Task goal ::
Look through the lines below and extract each one that contains "this".

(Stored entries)
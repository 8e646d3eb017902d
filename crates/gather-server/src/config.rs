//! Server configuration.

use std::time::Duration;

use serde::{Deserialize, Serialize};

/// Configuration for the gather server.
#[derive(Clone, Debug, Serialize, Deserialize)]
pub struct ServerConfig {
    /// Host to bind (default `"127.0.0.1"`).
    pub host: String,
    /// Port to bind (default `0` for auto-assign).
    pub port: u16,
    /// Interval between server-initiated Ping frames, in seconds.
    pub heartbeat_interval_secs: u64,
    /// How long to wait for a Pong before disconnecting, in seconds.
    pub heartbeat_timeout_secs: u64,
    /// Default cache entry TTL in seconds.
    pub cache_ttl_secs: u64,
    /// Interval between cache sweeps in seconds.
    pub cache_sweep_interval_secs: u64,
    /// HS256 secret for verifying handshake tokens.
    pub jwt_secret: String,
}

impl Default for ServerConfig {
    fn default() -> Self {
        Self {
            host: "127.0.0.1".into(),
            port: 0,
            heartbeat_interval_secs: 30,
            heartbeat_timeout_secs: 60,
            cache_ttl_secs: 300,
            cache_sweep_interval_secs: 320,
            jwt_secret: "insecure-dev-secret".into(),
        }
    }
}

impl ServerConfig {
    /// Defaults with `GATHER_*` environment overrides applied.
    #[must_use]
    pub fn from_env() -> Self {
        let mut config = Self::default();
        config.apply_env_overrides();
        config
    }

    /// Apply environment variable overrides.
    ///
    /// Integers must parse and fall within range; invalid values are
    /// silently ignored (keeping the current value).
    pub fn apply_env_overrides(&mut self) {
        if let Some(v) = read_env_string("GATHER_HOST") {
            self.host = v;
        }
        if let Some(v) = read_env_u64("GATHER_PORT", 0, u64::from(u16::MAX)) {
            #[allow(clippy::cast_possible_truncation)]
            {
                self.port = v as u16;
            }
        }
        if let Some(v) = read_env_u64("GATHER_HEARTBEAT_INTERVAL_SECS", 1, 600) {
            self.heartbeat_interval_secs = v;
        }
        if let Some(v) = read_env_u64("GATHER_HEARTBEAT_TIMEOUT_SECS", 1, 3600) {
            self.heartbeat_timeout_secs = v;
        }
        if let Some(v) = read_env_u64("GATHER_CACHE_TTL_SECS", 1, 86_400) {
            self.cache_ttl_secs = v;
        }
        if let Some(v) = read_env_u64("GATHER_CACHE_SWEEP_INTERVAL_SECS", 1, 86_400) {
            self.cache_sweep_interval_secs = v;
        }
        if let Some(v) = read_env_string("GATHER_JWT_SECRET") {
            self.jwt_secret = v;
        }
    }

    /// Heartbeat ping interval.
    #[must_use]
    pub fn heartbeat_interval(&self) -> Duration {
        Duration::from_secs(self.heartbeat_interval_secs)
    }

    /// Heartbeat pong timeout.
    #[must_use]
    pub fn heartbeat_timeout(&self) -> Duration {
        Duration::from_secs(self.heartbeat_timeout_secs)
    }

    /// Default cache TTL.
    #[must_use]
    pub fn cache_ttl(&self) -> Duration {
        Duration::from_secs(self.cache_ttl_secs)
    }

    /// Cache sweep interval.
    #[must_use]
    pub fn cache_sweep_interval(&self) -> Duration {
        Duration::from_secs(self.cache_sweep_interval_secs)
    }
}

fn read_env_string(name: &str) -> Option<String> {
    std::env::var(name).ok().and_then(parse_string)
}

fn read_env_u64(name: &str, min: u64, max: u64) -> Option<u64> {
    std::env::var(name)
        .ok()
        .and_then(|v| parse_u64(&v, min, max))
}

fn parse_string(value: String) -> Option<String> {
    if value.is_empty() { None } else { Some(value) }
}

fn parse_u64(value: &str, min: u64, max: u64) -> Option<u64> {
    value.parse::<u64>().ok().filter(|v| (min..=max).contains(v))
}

* * *

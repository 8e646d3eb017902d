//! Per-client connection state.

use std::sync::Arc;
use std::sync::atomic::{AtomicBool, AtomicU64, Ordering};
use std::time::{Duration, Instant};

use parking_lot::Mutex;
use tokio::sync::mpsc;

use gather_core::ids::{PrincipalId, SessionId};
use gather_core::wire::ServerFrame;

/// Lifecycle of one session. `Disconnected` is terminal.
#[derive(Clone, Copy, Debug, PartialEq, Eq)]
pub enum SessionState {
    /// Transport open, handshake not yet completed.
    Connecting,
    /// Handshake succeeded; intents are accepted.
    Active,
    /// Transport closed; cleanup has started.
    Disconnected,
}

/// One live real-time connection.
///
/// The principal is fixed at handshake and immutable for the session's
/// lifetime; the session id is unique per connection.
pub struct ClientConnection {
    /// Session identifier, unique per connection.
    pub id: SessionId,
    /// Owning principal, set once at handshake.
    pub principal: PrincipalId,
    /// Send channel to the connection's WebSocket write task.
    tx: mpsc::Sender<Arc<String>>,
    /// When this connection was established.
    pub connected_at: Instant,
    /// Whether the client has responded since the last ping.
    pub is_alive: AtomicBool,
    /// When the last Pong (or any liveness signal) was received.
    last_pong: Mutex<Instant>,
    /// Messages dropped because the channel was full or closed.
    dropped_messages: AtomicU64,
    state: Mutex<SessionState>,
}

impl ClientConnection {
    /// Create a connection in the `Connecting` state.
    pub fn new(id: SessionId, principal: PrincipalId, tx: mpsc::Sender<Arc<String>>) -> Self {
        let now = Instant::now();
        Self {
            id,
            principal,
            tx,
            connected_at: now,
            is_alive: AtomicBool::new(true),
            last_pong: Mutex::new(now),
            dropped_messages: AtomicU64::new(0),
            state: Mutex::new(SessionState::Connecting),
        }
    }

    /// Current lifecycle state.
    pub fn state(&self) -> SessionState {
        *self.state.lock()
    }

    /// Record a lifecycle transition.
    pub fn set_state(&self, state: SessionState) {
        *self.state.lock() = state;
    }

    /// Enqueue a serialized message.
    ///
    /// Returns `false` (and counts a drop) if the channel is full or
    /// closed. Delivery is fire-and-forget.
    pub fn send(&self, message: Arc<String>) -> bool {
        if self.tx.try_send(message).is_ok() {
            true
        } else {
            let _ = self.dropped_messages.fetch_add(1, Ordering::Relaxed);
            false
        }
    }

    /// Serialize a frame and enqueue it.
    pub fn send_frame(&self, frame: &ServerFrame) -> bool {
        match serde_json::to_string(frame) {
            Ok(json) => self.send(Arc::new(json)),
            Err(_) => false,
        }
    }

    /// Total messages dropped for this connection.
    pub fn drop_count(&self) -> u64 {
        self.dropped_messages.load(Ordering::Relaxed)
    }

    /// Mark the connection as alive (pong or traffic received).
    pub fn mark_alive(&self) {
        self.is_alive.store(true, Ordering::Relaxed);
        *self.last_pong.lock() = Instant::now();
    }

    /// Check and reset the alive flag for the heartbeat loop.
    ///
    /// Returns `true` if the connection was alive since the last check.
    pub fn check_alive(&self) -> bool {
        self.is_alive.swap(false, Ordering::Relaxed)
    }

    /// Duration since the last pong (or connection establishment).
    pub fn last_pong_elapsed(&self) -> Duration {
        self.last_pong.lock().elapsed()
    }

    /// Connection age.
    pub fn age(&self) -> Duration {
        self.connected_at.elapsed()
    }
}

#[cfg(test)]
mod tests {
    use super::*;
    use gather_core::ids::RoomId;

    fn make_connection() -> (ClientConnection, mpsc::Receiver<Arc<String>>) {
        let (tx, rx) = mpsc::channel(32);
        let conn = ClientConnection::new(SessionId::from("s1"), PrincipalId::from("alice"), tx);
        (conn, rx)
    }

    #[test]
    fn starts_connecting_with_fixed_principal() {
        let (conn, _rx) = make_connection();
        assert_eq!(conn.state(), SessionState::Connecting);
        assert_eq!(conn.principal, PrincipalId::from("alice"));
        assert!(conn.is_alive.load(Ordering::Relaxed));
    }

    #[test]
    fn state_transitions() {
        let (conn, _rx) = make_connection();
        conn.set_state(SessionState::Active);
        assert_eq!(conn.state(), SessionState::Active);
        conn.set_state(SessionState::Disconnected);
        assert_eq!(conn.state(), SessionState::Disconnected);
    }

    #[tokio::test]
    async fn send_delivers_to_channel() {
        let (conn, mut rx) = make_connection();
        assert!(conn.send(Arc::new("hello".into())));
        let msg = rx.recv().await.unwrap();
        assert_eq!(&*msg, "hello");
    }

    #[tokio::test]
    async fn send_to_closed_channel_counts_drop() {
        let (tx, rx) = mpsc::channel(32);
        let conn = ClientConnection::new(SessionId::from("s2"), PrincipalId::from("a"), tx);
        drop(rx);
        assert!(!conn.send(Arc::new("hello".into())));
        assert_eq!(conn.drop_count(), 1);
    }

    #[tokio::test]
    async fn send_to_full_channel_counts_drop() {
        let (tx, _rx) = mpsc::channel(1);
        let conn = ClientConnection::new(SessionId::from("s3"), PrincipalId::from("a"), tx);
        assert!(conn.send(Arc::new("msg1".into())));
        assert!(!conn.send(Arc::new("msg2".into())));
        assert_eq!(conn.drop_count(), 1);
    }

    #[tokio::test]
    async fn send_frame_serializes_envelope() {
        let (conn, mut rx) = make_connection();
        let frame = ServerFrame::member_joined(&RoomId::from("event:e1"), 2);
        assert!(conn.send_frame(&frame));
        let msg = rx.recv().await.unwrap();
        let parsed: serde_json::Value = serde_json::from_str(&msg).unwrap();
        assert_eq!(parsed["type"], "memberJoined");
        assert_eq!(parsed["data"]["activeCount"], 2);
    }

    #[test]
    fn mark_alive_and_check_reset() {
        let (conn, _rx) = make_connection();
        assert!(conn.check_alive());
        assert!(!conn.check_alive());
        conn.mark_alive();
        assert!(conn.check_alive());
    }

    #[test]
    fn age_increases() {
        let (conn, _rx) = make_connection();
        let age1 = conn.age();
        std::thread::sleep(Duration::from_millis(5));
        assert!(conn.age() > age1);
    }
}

Exercise answer ::
    /// When this connection was established.
    /// Total messages dropped for this connection.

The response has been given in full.